Psalms 135:18
They that make them are like unto them: so is every one that trusteth in them.
Psalms 135:18: "They that make them are like unto them: so is every one that trusteth in them."
This verse turns the critique inward: those who fashion idols become like the idols they worship. The logic is stark: if you entrust your life to something deaf, blind, and breathless, you gradually assume the same condition—spiritually numb, emotionally inert, spiritually blind. The cultural backdrop includes the common ancient practice of making offerings to statues and then attributing agency to them. The psalmist warns that trust in idols shapes character. The object of worship isn’t neutral; it forms the soul. This verse functions as a mirror: do you resemble your source of hope? It also explains a social consequence: societies that place ultimate trust in manufactured power often suffer moral and spiritual decline. The verse serves as a caution against reducing divine reality to objects and symbols, which only produce hollow maturity and a brittle faith.

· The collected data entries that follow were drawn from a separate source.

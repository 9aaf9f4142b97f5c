//! Byte-level link to an instrument.
//!
//! `CoreClient` implements [`Transport`] over VXI-11. [`MockTransport`] implements it in memory so
//! that the controllers can be driven without hardware.

use std::cell::RefCell;
use std::collections::{HashMap, VecDeque};
use std::io;
use std::rc::Rc;

use crate::error::{Error, Result};

/// A message-based instrument link. Each `write` sends one complete command and each `read`
/// returns one complete response.
pub trait Transport {
	fn write(&mut self, data:&[u8]) -> Result<()>;
	fn read(&mut self) -> Result<Vec<u8>>;

	fn ask(&mut self, data:&[u8]) -> Result<Vec<u8>> {
		self.write(data)?;
		self.read()
	}

	/// Releases the link. Calls after this may fail.
	fn close(&mut self) -> Result<()> { Ok(()) }
}

/// In-memory instrument that remembers what it was told.
///
/// A setter such as `:ACQuire:TYPE AVERages` stores the SCPI short form (`AVER`) under its path,
/// and a later `:ACQuire:TYPE?` answers with it. Replies can also be preloaded with [`MockTransport::reply`].
/// Clones share state, so a test can keep one clone and hand the other to the driver.
#[derive(Clone, Default)]
pub struct MockTransport {
	state: Rc<RefCell<MockState>>,
}

#[derive(Default)]
struct MockState {
	values: HashMap<String, Vec<u8>>,
	pending: VecDeque<Option<Vec<u8>>>,
	sent: Vec<String>,
	failing: bool,
	closed: bool,
}

impl MockTransport {
	pub fn new() -> Self { Self::default() }

	/// Answers queries for `path` (the command without its `?`) with `reply`.
	pub fn reply(&self, path:&str, reply:&str) -> &Self { self.reply_bytes(path, reply.as_bytes()) }

	pub fn reply_bytes(&self, path:&str, reply:&[u8]) -> &Self {
		self.state.borrow_mut().values.insert(path.trim().to_owned(), reply.to_vec());
		self
	}

	/// Every command written so far, in order.
	pub fn sent(&self) -> Vec<String> { self.state.borrow().sent.clone() }

	pub fn last_sent(&self) -> Option<String> { self.state.borrow().sent.last().cloned() }

	pub fn clear_sent(&self) { self.state.borrow_mut().sent.clear(); }

	/// Makes every following call fail as if the connection had dropped.
	pub fn fail(&self, failing:bool) { self.state.borrow_mut().failing = failing; }

	pub fn is_closed(&self) -> bool { self.state.borrow().closed }
}

/// SCPI short form of a parameter: `CHANnel1` becomes `CHAN1`. Numbers and quoted strings are kept.
pub fn short_form(value:&str) -> String {
	value.split(',')
		.map(|part| {
			let part = part.trim();
			if part.parse::<f64>().is_ok() || part.starts_with('"') || !part.chars().any(|c| c.is_ascii_uppercase()) {
				part.to_owned()
			} else {
				part.chars().filter(|c| !c.is_ascii_lowercase()).collect()
			}
		})
		.collect::<Vec<String>>()
		.join(",")
}

impl Transport for MockTransport {
	fn write(&mut self, data:&[u8]) -> Result<()> {
		let mut state = self.state.borrow_mut();
		if state.failing {
			return Err(Error::Io(io::Error::new(io::ErrorKind::ConnectionReset, "mock connection dropped")));
		}
		if state.closed { return Err(Error::NotConnected); }

		let cmd = std::str::from_utf8(data)?.trim().to_owned();
		state.sent.push(cmd.clone());

		if cmd.contains('?') {
			let path = cmd.replacen('?', "", 1);
			let reply = state.values.get(path.trim()).cloned();
			state.pending.push_back(reply);
		} else if let Some((path, value)) = cmd.split_once(' ') {
			state.values.insert(path.to_owned(), short_form(value).into_bytes());
		}
		Ok(())
	}

	fn read(&mut self) -> Result<Vec<u8>> {
		let mut state = self.state.borrow_mut();
		if state.failing {
			return Err(Error::Io(io::Error::new(io::ErrorKind::ConnectionReset, "mock connection dropped")));
		}
		match state.pending.pop_front() {
			Some(Some(mut reply)) => {
				if !reply.ends_with(b"\n") { reply.push(b'\n'); }
				Ok(reply)
			},
			// A real instrument stays silent and the read times out
			_ => Err(Error::vxi11("device_read", 15)),
		}
	}

	fn close(&mut self) -> Result<()> {
		self.state.borrow_mut().closed = true;
		Ok(())
	}
}

#[cfg(test)]
mod tests {
	use super::*;

	#[test]
	fn short_form_drops_lowercase() {
		assert_eq!(short_form("CHANnel1"), "CHAN1");
		assert_eq!(short_form("HRESolution"), "HRES");
		assert_eq!(short_form("720P60HZ"), "720P60HZ");
		assert_eq!(short_form("0.5"), "0.5");
		assert_eq!(short_form("H,L"), "H,L");
		assert_eq!(short_form("\"A+B\""), "\"A+B\"");
	}

	#[test]
	fn remembers_set_values() {
		let mut mock = MockTransport::new();
		mock.write(b":ACQuire:TYPE AVERages").unwrap();
		assert_eq!(mock.ask(b":ACQuire:TYPE?").unwrap(), b"AVER\n".to_vec());
	}

	#[test]
	fn unanswered_query_times_out() {
		let mut mock = MockTransport::new();
		assert!(matches!(mock.ask(b":WHAT?"), Err(Error::Vxi11{ code: 15, .. })));
	}

	#[test]
	fn failing_mock_reports_io_errors() {
		let mut mock = MockTransport::new();
		mock.fail(true);
		assert!(matches!(mock.write(b"*CLS"), Err(Error::Io(_))));
	}
}
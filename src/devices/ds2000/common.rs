//! Vocabulary shared by several subsystems.

use crate::error::{Error, Result};
use crate::scpi::Scpi;
use crate::validate::check_level;

mnemonic! {
	/// An analog input used as a trigger, cursor or math source.
	pub enum Source {
		Channel1 => ("CHANnel1", "CHAN1", "channel 1"),
		Channel2 => ("CHANnel2", "CHAN2", "channel 2"),
	}
}

impl Source {
	pub fn from_number(n:u8) -> Result<Self> {
		match n {
			1 => Ok(Source::Channel1),
			2 => Ok(Source::Channel2),
			_ => Err(Error::InvalidChannel(n)),
		}
	}

	pub fn number(self) -> u8 { match self { Source::Channel1 => 1, Source::Channel2 => 2 } }
}

mnemonic! {
	pub enum Slope {
		Positive => ("POSitive", "POS", "positive"),
		Negative => ("NEGative", "NEG", "negative"),
	}
}

/// Runt and video triggers describe pulse polarity with the same tokens as an edge slope.
pub type Polarity = Slope;

mnemonic! {
	/// Edge direction for triggers that also accept either edge.
	pub enum EdgeSlope {
		Positive => ("POSitive", "POS", "rising"),
		Negative => ("NEGative", "NEG", "falling"),
		Either   => ("RFALl", "RFAL", "rising or falling"),
	}
}

mnemonic! {
	pub enum Parity {
		Even => ("EVEN", "EVEN", "even"),
		Odd  => ("ODD", "ODD", "odd"),
		None => ("NONE", "NONE", "none"),
	}
}

/// Channel number named by a source reply such as `CHAN1`, `CHANnel2` or `CH1`. Anything else is not a channel.
pub fn channel_of(reply:&str) -> Option<u8> {
	let reply = reply.trim().to_ascii_uppercase();
	let digits = reply.strip_prefix("CHANNEL")
		.or_else(|| reply.strip_prefix("CHAN"))
		.or_else(|| reply.strip_prefix("CH"))?;
	match digits {
		"1" => Some(1),
		"2" => Some(2),
		_ => None,
	}
}

/// Checks a level or threshold against the channel named by the `source_path` query.
pub(crate) fn check_source_level(scpi:&mut Scpi, source_path:&str, level:f64) -> Result<()> {
	let source = scpi.query_str(source_path)?;
	let n = channel_of(&source)
		.ok_or_else(|| Error::state(format!("a level needs channel 1 or 2 as its source, {} is {}", source_path, source)))?;
	let scale = scpi.query_f64(&format!(":CHANnel{}:SCALe", n))?;
	let offset = scpi.query_f64(&format!(":CHANnel{}:OFFSet", n))?;
	check_level(level, scale, offset)
}

#[cfg(test)]
mod tests {
	use super::*;
	use crate::scpi::Mnemonic;

	#[test]
	fn channel_replies() {
		assert_eq!(channel_of("CHAN1"), Some(1));
		assert_eq!(channel_of("CHANnel2"), Some(2));
		assert_eq!(channel_of("CH2\n"), Some(2));
		assert_eq!(channel_of("EXT"), None);
		assert_eq!(channel_of("ACL"), None);
		assert_eq!(channel_of("CHAN3"), None);
	}

	#[test]
	fn sources_by_number() {
		assert_eq!(Source::from_number(2).unwrap(), Source::Channel2);
		assert!(matches!(Source::from_number(3), Err(Error::InvalidChannel(3))));
		assert_eq!(Source::from_reply("CHAN1").map(Source::number), Some(1));
	}

	#[test]
	fn either_edge_token() {
		assert_eq!(EdgeSlope::Either.command_token(), "RFALl");
		assert_eq!(EdgeSlope::from_reply("RFAL"), Some(EdgeSlope::Either));
	}
}
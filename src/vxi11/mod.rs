// Device core
pub const DEVICE_CORE_PROG:u32  = 0x0607af;
pub const DEVICE_CORE_VERS:u32  = 1;
pub const CREATE_LINK:u32       = 10;
pub const DEVICE_WRITE:u32      = 11;
pub const DEVICE_READ:u32       = 12;
pub const DESTROY_LINK:u32      = 23;

pub const CLIENT_ID:i32 = 3333;

pub const OPERATION_FLAGS_NONE:i32 = 0;
pub const OPERATION_FLAGS_END_ONLY:i32 = 8;

// Reason bits in a device_read reply
pub const REASON_REQCNT:i32 = 1;
pub const REASON_CHR:i32    = 2;
pub const REASON_END:i32    = 4;

// Upper bound on bytes requested per device_read call
pub const READ_CHUNK_SIZE:u32 = 1024 * 1024;

use std::time::Duration;

use log::{debug, info};

use crate::config::Config;
use crate::error::{Error, Result};
use crate::rpc::port_mapping::{TcpPortMapperClient, Mapping};
use crate::rpc::tcp_clients::TcpClient;
use crate::transport::Transport;

pub mod xdr_pack;

pub struct CoreClient {
	client: TcpClient,
	opt_link: Option<Link>,
	io_timeout: u32,
	lock_timeout: u32,
}

#[derive(Debug, Clone, Copy)]
pub struct Link {
	pub link_id: i32,
	pub abort_port: u16,
	pub max_recv_size: u32,
}

fn check(operation:&'static str, error:i32) -> Result<()> {
	if error == 0 { Ok(()) } else { Err(Error::vxi11(operation, error)) }
}

impl CoreClient {

	fn get_link(&self) -> Result<Link> { self.opt_link.ok_or(Error::NotConnected) }

	pub fn new(host:&str, config:&Config) -> Result<Self> {
		let timeout = Some(Duration::from_millis(config.io_timeout_ms as u64 + config.lock_timeout_ms as u64));

		// Find the port to use for the core program
		let mut pmap_client = TcpPortMapperClient::new(host, timeout)?;
		let port = pmap_client.get_port(&Mapping::tcp(DEVICE_CORE_PROG, DEVICE_CORE_VERS))?;
		debug!("{} exports the VXI-11 core channel on port {}", host, port);

		let client = TcpClient::connect((host, port), DEVICE_CORE_PROG, DEVICE_CORE_VERS, timeout)?;

		Ok(CoreClient{ client, opt_link: None, io_timeout: config.io_timeout_ms, lock_timeout: config.lock_timeout_ms })
	}

	pub fn link(&self) -> Option<Link> { self.opt_link }

	pub fn create_link(&mut self, device:&str) -> Result<Link> {
		if let Some(link) = self.opt_link {
			return Err(Error::state(format!("already connected to link {}", link.link_id)));
		}

		self.client.start_call(CREATE_LINK)?;
		xdr_pack::pack_create_link_parms(&mut self.client.packer, CLIENT_ID, false, self.lock_timeout, device)?;
		self.client.do_call()?;

		let error:i32         = self.client.unpacker.unpack_i32()?;
		let link_id:i32       = self.client.unpacker.unpack_i32()?;
		let abort_port:u32    = self.client.unpacker.unpack_u32()?;
		let max_recv_size:u32 = self.client.unpacker.unpack_u32()?;
		check("create_link", error)?;

		let link = Link{ link_id, abort_port: abort_port as u16, max_recv_size };
		info!("created VXI-11 link {} to {}", link_id, device);
		self.opt_link = Some(link);
		Ok(link)
	}

	/// Writes `data`, split into chunks no larger than the device's receive buffer. Only the last chunk carries END.
	pub fn write(&mut self, data:&[u8]) -> Result<()> {
		let link = self.get_link()?;
		let chunk_size = if link.max_recv_size == 0 { data.len().max(1) } else { link.max_recv_size as usize };

		let mut chunks = data.chunks(chunk_size).peekable();
		while let Some(chunk) = chunks.next() {
			let flags = if chunks.peek().is_none() { OPERATION_FLAGS_END_ONLY } else { OPERATION_FLAGS_NONE };

			self.client.start_call(DEVICE_WRITE)?;
			xdr_pack::pack_device_write_parms(&mut self.client.packer, link.link_id, self.io_timeout, self.lock_timeout, flags, chunk)?;
			self.client.do_call()?;

			let error:i32 = self.client.unpacker.unpack_i32()?;
			let size:u32  = self.client.unpacker.unpack_u32()?;
			check("device_write", error)?;

			if size as usize != chunk.len() {
				return Err(Error::Rpc(format!("Device accepted {} of {} bytes", size, chunk.len())));
			}
		}
		Ok(())
	}

	/// Reads until the device signals END. Binary blocks larger than one chunk take several calls.
	pub fn read(&mut self) -> Result<Vec<u8>> {
		let link = self.get_link()?;
		let mut ans:Vec<u8> = vec![];

		loop {
			self.client.start_call(DEVICE_READ)?;
			xdr_pack::pack_device_read_parms(&mut self.client.packer, link.link_id, READ_CHUNK_SIZE, self.io_timeout, self.lock_timeout, OPERATION_FLAGS_NONE, 0)?;
			self.client.do_call()?;

			let error:i32    = self.client.unpacker.unpack_i32()?;
			let reason:i32   = self.client.unpacker.unpack_i32()?;
			let data:Vec<u8> = self.client.unpacker.unpack_variable_len_opaque()?;
			check("device_read", error)?;

			ans.extend_from_slice(&data);
			if reason & (REASON_END | REASON_CHR) != 0 { return Ok(ans); }
			if reason & REASON_REQCNT == 0 {
				return Err(Error::Rpc(format!("Unexpected reason {:#x} in device_read reply", reason)));
			}
		}
	}

	pub fn destroy_link(&mut self) -> Result<()> {
		let link = self.get_link()?;

		self.client.start_call(DESTROY_LINK)?;
		xdr_pack::pack_device_link(&mut self.client.packer, link.link_id)?;
		self.client.do_call()?;

		let device_error:i32 = self.client.unpacker.unpack_i32()?;
		self.opt_link = None;
		check("destroy_link", device_error)?;
		info!("destroyed VXI-11 link {}", link.link_id);
		Ok(())
	}

}

impl Transport for CoreClient {
	fn write(&mut self, data:&[u8]) -> Result<()> { CoreClient::write(self, data) }
	fn read(&mut self) -> Result<Vec<u8>> { CoreClient::read(self) }

	fn close(&mut self) -> Result<()> {
		if self.opt_link.is_some() { self.destroy_link() } else { Ok(()) }
	}
}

Theologically, the verse underscores the anthropology of formation: what you worship shapes you. When people fix their trust on lifeless things, their ethics, decisions, and desires harden accordingly. It also highlights the prophetic critique of idolatry as not merely wrong beliefs but corrupting influences that deform the worshiper. The verse reinforces the biblical call to worship the living God who breathes, sees, and acts, thereby forming faithful people who reflect God’s character (mercy, justice, humility). It points to the transformative power of worship as a corrective to spiritual dullness and moral decay.
In contemporary life, consider how your sources of security shape your character. Do you become more anxious, entitled, or self-reliant when you invest heavily in wealth, reputation, or status? The remedy is to realign worship with the living God, allowing true relationship with God to reform desires and decisions. Practical steps: audit where your time and money go, assess your emotional responses to loss or disappointment, and invite accountability partners to remind you where your ultimate trust lies. Embrace practices that cultivate dependence on God—gratitude, generosity, fasting, and regular Scripture engagement. As you do, you’ll find that trust in God reshapes you into a fuller, freer, more compassionate person than clinging to empty idols ever could.
Cross-References: Psalm 115:4-8; Isaiah 44:9-20; Jeremiah 10:3-5; 1 Corinthians 12:2; Romans 1:22-25.